• Work item
A single number is the answer: the count of lines in these records with "parse" in them.

• Raw data
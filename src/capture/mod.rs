pub mod camera;
pub mod client;
pub mod presentation;
pub mod session;

pub use camera::{CameraSource, Facing, FileCamera};
pub use client::GatewayClient;
pub use session::{CaptureSession, Phase};

use anyhow::{Context, Result};
use std::path::{Path, PathBuf};
use tokio::io::{AsyncBufReadExt, BufReader};

use crate::models::CapturedPhoto;
use session::SessionError;

#[derive(Debug, Clone, PartialEq, Eq)]
enum Command {
    Capture,
    Retake,
    Quit,
    Unknown(String),
}

impl Command {
    fn parse(line: &str) -> Self {
        match line.trim().to_lowercase().as_str() {
            "" | "c" | "capture" => Command::Capture,
            "r" | "retake" => Command::Retake,
            "q" | "quit" => Command::Quit,
            other => Command::Unknown(other.to_string()),
        }
    }
}

/// Run one command against the session. `Ok(true)` means a new photo was taken.
async fn apply(session: &mut CaptureSession, command: &Command) -> Result<bool, SessionError> {
    match command {
        Command::Capture => {
            session.take_photo().await?;
            // A failed frame grab lands in ShowingError with nothing to analyze.
            if session.state().phase() == Phase::Analyzing {
                println!("{}", presentation::render(session.state()));
                session.analyze().await?;
            }
            Ok(session.state().photo().is_some())
        }
        Command::Retake => session.retake().await.map(|_| false),
        Command::Quit => Ok(false),
        Command::Unknown(other) => {
            println!("Unknown command '{}'", other);
            Ok(false)
        }
    }
}

async fn save_photo(path: &Path, photo: &CapturedPhoto) -> Result<()> {
    tokio::fs::write(path, &photo.bytes)
        .await
        .with_context(|| format!("Failed to save photo to {}", path.display()))?;
    log::info!("💾 Saved photo to {}", path.display());
    Ok(())
}

/// Terminal event loop: Enter captures, `r` retakes, `q` quits.
pub async fn run_interactive(mut session: CaptureSession, save_to: Option<PathBuf>) -> Result<()> {
    session.mount().await?;
    println!("{}", presentation::render(session.state()));

    let mut lines = BufReader::new(tokio::io::stdin()).lines();

    while let Some(line) = lines.next_line().await? {
        let command = Command::parse(&line);
        if command == Command::Quit {
            break;
        }

        match apply(&mut session, &command).await {
            Ok(true) => {
                if let (Some(path), Some(photo)) = (&save_to, session.state().photo()) {
                    save_photo(path, photo).await?;
                }
            }
            Ok(false) => {}
            Err(e) => log::warn!("⚠️ {}", e),
        }

        println!("{}", presentation::render(session.state()));
    }

    log::info!("🛑 Closing camera session");
    Ok(())
}

#[cfg(test)]
mod tests {
    use super::*;
    use crate::capture::client::{ClientError, PhotoAnalyzer};
    use crate::capture::session::CAPTURE_ERROR_MESSAGE;
    use crate::test_support::{unique_temp_dir, write_test_png};
    use std::sync::Arc;
    use std::time::Duration;

    struct CannedAnalyzer;

    #[async_trait::async_trait]
    impl PhotoAnalyzer for CannedAnalyzer {
        async fn analyze(&self, _photo: &CapturedPhoto) -> Result<String, ClientError> {
            Ok(r#"{"name":"Salad","calories":150,"protein":4,"carbs":12,"fat":9}"#.to_string())
        }
    }

    async fn mounted_session(source: PathBuf) -> CaptureSession {
        let camera = Arc::new(FileCamera::new(vec![CameraSource {
            path: source,
            facing: Facing::Environment,
        }]));
        let mut session =
            CaptureSession::new(camera, Arc::new(CannedAnalyzer)).with_release_delay(Duration::ZERO);
        session.mount().await.unwrap();
        assert_eq!(session.state().phase(), Phase::Previewing);
        session
    }

    #[test]
    fn test_command_parsing() {
        assert_eq!(Command::parse(""), Command::Capture);
        assert_eq!(Command::parse("  C \n"), Command::Capture);
        assert_eq!(Command::parse("retake"), Command::Retake);
        assert_eq!(Command::parse("Q"), Command::Quit);
        assert_eq!(Command::parse("zoom"), Command::Unknown("zoom".to_string()));
    }

    #[tokio::test]
    async fn test_failed_frame_grab_ends_in_capture_error() {
        let dir = unique_temp_dir("loop-bad-frame");
        let source = dir.join("broken.png");
        std::fs::write(&source, b"not an image").unwrap();
        let mut session = mounted_session(source).await;

        let new_photo = apply(&mut session, &Command::Capture).await.unwrap();

        assert!(!new_photo);
        assert_eq!(session.state().phase(), Phase::ShowingError);
        assert_eq!(session.state().error_message(), Some(CAPTURE_ERROR_MESSAGE));
        std::fs::remove_dir_all(dir).unwrap();
    }

    #[tokio::test]
    async fn test_only_a_fresh_capture_reports_new_photo() {
        let dir = unique_temp_dir("loop-capture");
        let source = dir.join("meal.png");
        write_test_png(&source, 8, 6);
        let mut session = mounted_session(source).await;

        assert!(apply(&mut session, &Command::Capture).await.unwrap());
        assert_eq!(session.state().phase(), Phase::ShowingResult);

        assert!(!apply(&mut session, &Command::Unknown("zoom".to_string())).await.unwrap());
        assert!(apply(&mut session, &Command::Capture).await.is_err());
        assert_eq!(session.state().phase(), Phase::ShowingResult);

        assert!(!apply(&mut session, &Command::Retake).await.unwrap());
        assert_eq!(session.state().phase(), Phase::Previewing);
        std::fs::remove_dir_all(dir).unwrap();
    }

    #[tokio::test]
    async fn test_save_photo_writes_jpeg_bytes() {
        let dir = unique_temp_dir("loop-save");
        let path = dir.join("last.jpg");
        let photo = CapturedPhoto::jpeg(vec![0xFF, 0xD8, 0xFF, 0xD9], 1, 1);

        save_photo(&path, &photo).await.unwrap();

        assert_eq!(std::fs::read(&path).unwrap(), photo.bytes);
        std::fs::remove_dir_all(dir).unwrap();
    }
}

• Task result
7